The offered increase of 2% would barely cover inflation and would go below the status quo of the past few years when the yearly increases ranged between 3-3.75%. By not agreeing to a fair contract the University is levying the financial losses of 2020 onto workers, who don’t have an endowment to support them.

Another outstanding matter concerns unacceptable discriminatory or harassing behavior. Our latest proposal on the Equal Opportunity and Affirmative Action and Title IX process reflects a direct answer to the key question raised by the union—how can we widen the lens through which one ensures the fairness of the process undertaken by the University in deciding these difficult cases?
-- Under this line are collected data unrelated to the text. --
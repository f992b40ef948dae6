//! Stand-in for rsync used by the unit tests
//!
//! The fake tool is a shell script that recognizes the flags each phase appends, prints canned
//! itemized output for discovery and records every transfer and the exclusion list it was given.

use std::fmt::Write;

#[derive(Debug, Default)]
pub struct FakeSyncToolBuilder {
    itemized: String,
    discovery_exit: i32,
    consolidation_exit: i32,
    failures: Vec<(String, i32)>,
}

impl FakeSyncToolBuilder {
    /// Output printed by the discovery pass
    pub fn itemized(mut self, output: &str) -> Self {
        self.itemized = output.to_string();
        self
    }

    pub fn discovery_exit(mut self, code: i32) -> Self {
        self.discovery_exit = code;
        self
    }

    pub fn consolidation_exit(mut self, code: i32) -> Self {
        self.consolidation_exit = code;
        self
    }

    /// Make the single-file transfer of `path` exit with `code`
    pub fn fail(mut self, path: &str, code: i32) -> Self {
        self.failures.push((path.to_string(), code));
        self
    }

    pub fn build(self) -> FakeSyncTool {
        let dir = tempfile::tempdir().unwrap();
        let state = dir.path().to_str().unwrap().to_string();
        std::fs::write(dir.path().join("itemized"), &self.itemized).unwrap();
        let mut failures = String::new();
        for (path, code) in &self.failures {
            writeln!(failures, "            '{path}') exit {code} ;;").unwrap();
        }
        let script = format!(
            r#"#!/bin/sh
state='{state}'
mode=unknown
list=
for arg in "$@"; do
    case "$arg" in
        --dry-run) mode=discover ;;
        --files-from=*) mode=transfer; list="${{arg#--files-from=}}" ;;
        --exclude-from=*) mode=consolidate; list="${{arg#--exclude-from=}}" ;;
    esac
done
if [ -n "$list" ]; then
    echo "$list" >> "$state/lists"
fi
case "$mode" in
    discover)
        echo "$*" >> "$state/discoveries"
        cat "$state/itemized"
        exit {discovery_exit}
        ;;
    transfer)
        path=$(cat "$list")
        echo "$path" >> "$state/transfers"
        case "$path" in
{failures}            *) exit 0 ;;
        esac
        ;;
    consolidate)
        cp "$list" "$state/excluded"
        echo "$*" > "$state/consolidation"
        exit {consolidation_exit}
        ;;
esac
exit 99
"#,
            discovery_exit = self.discovery_exit,
            consolidation_exit = self.consolidation_exit,
        );
        std::fs::write(dir.path().join("fake-rsync"), script).unwrap();
        FakeSyncTool { dir }
    }
}

#[derive(Debug)]
pub struct FakeSyncTool {
    dir: tempfile::TempDir,
}

impl FakeSyncTool {
    pub fn builder() -> FakeSyncToolBuilder {
        FakeSyncToolBuilder::default()
    }

    /// Command line to use as the base command of a run
    pub fn command(&self) -> String {
        format!(
            "sh '{}' -a /src/ /dst",
            self.dir.path().join("fake-rsync").display()
        )
    }

    fn read_lines(&self, name: &str) -> Option<Vec<String>> {
        let content = std::fs::read_to_string(self.dir.path().join(name)).ok()?;
        Some(content.lines().map(str::to_string).collect())
    }

    /// Paths transferred one at a time, in completion order
    pub fn transfers(&self) -> Vec<String> {
        self.read_lines("transfers").unwrap_or_default()
    }

    pub fn discoveries(&self) -> usize {
        self.read_lines("discoveries").map_or(0, |lines| lines.len())
    }

    /// Exclusion list given to the consolidation pass, `None` if it never ran
    pub fn excluded(&self) -> Option<Vec<String>> {
        self.read_lines("excluded")
    }

    /// Arguments of the consolidation pass, `None` if it never ran
    pub fn consolidation_args(&self) -> Option<String> {
        self.read_lines("consolidation").map(|lines| lines.join("\n"))
    }

    /// Every temporary list file handed to the tool
    pub fn list_files(&self) -> Vec<std::path::PathBuf> {
        self.read_lines("lists")
            .unwrap_or_default()
            .into_iter()
            .map(std::path::PathBuf::from)
            .collect()
    }
}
We have listened to these concerns and have proposed significant modifications to the process, notably the creation of an appellate panel of faculty and administrators drawn up after discussion with the union that would be called on to hear any appeals, at arm’s-length from the Office of the Provost where the EOAA process resides. Further, in addition to the two existing bases for appeal—process violations and new information not originally considered—we would expand the scope to include interpretations of University policy by an investigator that affected the outcome of the process, and an investigator’s conflict of interest or bias that impacted the outcome, both as new grounds for an appeal.

This substantial set of steps directly addresses the disquiet we have heard from the bargaining committee, and, indeed, from others across the University. To date, the response has been to reject this initiative on the ground that “no one at the university can be neutral,” which, in truth, whether intended or not, is something of an affront.

We agreed not to bargain over EOAA in the framework agreement and have proposed an article on Non-discrimination and Harassment very similar to what the Provost lauded in the postdoctoral contract. Yet, Columbia rejects this and would instead single out our union among all others on campus and force us to trust them and EOAA procedures. 

We have debated this at length and have been very clear that we need third-party arbitration for discrimination and harassment complaints. A faculty panel is not a third-party. Nor does this faculty panel decide the sanctions or consequences of a complaint: those decisions are still entirely within the Columbia administration’s control. This new policy slightly widens the circumstances under which appeals are eligible. However, we still cannot appeal based on the decision of the investigator. We still cannot appeal based on the consequences or lack thereof that are implemented by Columbia. We still cannot appeal if EOAA dismisses a complaint without investigation. We still cannot appeal If EOAA investigates, but decides that even though the conduct was deplorable, it is outside their purview because there isn’t evidence it was due to a protected class.

In short, the Provost’s proposal on EOAA is not a compromise, it is a cop-out. 

To the Provost: We’re sorry you feel ‘affronted.’ But this is not about you. It’s about providing real recourse for our workers, so that when they file a complaint about discrimination and harassment, they know a third-party will weigh the evidence and provide legally binding judgement, and won’t have to rely on an appeals panel of people who are their abusers’ peers. 

Sooner or later, there will be agreement on a contract. Of course, sooner would be much better than later. The University will continue to work to that end. While we agree that reaching an overall agreement is past due and a matter of urgency, the University could do significantly more to expedite this process. For example, we have repeatedly heard that their response on Union Security is intentionally delayed to push us closer on economics. In addition, the issue of real recourse costs Columbia nothing at all, but they prioritize maintaining complete control over a flawed system, instead of allowing workers the protections afforded to every other union on campus. This stalemate over real recourse is months old. We have entertained excuse after excuse from Columbia and refuse to accept their weak argument that ‘this is not a benefit they want for students.’ Columbia should be doing all they can to combat discrimination and harassment, instead of denying us the dignity we deserve as workers.